Assignment » Taking each line of the material in turn, count those with the string "serde" and answer with the count alone.
::::
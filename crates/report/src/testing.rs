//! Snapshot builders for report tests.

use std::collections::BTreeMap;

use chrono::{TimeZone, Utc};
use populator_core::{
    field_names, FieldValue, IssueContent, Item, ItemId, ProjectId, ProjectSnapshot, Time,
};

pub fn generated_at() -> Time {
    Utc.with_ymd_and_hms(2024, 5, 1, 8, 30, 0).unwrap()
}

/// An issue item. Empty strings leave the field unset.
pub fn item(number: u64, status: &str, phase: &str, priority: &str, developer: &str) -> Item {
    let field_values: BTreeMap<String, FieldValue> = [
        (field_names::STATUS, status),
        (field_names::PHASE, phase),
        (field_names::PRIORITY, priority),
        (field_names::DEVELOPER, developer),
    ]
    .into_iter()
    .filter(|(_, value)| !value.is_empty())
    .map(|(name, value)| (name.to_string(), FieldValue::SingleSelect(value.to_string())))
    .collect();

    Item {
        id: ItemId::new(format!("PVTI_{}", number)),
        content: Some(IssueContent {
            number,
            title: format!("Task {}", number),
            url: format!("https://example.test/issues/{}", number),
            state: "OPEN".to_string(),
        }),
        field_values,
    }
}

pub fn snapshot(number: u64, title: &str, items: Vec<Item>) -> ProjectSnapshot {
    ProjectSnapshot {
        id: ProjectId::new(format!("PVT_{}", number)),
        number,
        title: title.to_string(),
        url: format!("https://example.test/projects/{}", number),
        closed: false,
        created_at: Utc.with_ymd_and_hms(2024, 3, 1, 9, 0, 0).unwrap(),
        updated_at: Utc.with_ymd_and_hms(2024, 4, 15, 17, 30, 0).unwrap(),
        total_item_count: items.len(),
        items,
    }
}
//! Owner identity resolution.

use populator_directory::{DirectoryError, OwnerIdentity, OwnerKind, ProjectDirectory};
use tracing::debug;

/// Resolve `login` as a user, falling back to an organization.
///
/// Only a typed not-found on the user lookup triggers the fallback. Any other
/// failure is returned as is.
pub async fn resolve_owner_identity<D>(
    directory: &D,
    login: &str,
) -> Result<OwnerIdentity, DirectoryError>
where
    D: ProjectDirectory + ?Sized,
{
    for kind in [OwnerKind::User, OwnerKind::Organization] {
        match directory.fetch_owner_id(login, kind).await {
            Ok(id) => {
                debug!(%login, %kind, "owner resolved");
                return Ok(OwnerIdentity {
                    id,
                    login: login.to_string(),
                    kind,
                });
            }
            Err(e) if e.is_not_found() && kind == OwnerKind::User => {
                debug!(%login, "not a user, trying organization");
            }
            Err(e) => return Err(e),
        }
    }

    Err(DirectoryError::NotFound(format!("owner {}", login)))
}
::::
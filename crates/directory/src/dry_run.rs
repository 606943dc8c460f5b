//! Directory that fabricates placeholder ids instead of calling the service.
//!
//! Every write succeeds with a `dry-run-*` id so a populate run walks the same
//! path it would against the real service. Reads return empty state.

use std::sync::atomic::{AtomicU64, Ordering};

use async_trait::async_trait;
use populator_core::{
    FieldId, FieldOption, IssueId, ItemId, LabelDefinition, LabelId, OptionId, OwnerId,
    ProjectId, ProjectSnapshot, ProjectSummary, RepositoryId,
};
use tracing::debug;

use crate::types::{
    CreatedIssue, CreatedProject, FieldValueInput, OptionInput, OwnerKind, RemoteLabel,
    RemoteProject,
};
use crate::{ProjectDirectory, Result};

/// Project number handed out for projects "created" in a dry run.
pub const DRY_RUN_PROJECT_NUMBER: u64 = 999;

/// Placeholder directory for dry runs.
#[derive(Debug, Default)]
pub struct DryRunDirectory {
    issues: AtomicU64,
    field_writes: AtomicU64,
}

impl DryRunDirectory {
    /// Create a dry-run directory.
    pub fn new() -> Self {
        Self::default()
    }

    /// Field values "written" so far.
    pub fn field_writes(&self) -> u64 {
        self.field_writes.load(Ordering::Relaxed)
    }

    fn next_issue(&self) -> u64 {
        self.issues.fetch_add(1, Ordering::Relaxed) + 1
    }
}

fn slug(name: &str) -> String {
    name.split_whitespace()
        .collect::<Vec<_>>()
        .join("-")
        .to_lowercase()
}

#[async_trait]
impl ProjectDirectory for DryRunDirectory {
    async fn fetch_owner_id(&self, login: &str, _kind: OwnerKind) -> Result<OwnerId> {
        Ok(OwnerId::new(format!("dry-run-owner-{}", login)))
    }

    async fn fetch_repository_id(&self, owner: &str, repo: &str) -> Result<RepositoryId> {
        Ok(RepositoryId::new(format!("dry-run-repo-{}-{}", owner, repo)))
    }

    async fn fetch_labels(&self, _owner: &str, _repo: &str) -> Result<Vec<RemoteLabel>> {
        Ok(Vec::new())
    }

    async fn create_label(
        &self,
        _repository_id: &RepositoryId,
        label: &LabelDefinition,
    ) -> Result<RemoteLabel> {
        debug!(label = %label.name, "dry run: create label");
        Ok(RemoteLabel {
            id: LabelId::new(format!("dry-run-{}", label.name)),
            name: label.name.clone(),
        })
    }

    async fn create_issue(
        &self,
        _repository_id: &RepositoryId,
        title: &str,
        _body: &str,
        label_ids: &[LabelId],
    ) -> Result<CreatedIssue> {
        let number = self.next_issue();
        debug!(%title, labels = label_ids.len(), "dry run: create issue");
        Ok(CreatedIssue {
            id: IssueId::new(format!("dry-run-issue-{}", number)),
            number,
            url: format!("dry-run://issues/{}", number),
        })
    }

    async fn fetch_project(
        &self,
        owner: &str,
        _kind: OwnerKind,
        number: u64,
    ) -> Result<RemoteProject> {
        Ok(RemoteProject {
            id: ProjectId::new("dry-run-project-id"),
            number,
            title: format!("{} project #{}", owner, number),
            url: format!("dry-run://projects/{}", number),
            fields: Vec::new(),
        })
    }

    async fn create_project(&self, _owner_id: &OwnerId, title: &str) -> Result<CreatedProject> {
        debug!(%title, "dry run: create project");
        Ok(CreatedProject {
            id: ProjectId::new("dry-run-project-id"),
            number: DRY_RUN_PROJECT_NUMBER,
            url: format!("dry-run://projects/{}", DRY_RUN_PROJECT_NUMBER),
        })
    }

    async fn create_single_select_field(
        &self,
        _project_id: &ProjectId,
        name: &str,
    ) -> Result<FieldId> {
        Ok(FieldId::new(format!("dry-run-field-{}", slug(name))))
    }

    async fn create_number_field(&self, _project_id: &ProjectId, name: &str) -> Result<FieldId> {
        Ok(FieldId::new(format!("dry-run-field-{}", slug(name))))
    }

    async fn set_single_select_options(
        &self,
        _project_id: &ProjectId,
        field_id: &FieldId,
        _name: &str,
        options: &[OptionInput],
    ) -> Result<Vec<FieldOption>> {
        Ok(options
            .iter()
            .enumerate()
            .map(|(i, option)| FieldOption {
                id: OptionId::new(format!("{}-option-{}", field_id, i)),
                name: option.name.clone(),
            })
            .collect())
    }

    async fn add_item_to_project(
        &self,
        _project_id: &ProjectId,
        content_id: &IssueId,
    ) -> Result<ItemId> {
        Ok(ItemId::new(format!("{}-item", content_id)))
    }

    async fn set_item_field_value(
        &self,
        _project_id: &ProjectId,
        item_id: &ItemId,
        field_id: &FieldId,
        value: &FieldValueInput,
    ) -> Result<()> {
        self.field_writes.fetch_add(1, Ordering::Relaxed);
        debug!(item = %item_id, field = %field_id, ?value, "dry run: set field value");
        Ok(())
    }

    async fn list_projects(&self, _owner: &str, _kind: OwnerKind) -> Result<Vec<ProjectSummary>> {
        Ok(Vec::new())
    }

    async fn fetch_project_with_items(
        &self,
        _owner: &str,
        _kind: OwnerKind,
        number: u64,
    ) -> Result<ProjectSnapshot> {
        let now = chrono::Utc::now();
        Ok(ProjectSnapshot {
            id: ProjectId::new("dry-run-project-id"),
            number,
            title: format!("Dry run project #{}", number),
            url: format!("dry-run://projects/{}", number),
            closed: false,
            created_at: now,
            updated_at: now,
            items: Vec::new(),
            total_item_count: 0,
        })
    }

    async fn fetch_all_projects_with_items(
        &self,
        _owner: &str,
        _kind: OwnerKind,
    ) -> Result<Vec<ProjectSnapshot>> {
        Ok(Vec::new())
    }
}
::::
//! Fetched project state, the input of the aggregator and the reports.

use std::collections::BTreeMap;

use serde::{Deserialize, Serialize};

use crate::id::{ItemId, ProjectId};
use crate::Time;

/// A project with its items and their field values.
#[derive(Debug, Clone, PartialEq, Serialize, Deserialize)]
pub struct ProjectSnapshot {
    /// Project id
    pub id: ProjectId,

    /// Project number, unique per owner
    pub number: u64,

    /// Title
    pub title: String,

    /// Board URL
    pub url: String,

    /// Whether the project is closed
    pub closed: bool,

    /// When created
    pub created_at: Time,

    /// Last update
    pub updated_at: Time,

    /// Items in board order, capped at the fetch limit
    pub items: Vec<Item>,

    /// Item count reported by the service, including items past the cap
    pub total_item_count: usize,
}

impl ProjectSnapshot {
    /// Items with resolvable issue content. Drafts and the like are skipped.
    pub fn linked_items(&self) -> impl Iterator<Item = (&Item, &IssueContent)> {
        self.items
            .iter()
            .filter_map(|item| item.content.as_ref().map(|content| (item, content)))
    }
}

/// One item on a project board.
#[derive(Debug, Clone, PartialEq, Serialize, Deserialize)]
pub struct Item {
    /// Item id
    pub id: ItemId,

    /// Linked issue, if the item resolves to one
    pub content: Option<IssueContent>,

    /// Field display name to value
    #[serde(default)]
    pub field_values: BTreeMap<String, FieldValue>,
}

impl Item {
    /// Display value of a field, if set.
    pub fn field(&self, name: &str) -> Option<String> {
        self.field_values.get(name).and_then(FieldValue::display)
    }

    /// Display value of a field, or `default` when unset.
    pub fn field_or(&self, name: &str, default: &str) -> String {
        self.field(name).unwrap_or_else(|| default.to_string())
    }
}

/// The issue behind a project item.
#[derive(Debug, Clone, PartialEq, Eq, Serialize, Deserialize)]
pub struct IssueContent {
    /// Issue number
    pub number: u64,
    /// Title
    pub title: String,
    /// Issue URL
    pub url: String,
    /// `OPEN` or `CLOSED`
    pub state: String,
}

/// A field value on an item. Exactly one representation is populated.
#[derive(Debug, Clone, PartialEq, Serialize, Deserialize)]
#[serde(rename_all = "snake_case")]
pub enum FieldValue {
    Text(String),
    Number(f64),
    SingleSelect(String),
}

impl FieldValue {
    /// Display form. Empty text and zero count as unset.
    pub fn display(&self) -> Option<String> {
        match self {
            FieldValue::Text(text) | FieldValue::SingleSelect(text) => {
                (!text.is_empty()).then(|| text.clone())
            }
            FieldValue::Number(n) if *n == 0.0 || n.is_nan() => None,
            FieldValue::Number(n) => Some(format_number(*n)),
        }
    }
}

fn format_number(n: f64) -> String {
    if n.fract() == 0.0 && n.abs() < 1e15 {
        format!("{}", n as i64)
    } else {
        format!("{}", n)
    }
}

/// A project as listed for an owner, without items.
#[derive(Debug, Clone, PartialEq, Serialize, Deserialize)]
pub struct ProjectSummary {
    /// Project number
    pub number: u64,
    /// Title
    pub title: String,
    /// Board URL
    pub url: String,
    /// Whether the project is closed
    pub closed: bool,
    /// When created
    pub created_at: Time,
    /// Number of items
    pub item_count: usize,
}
::::
Expected answer » 3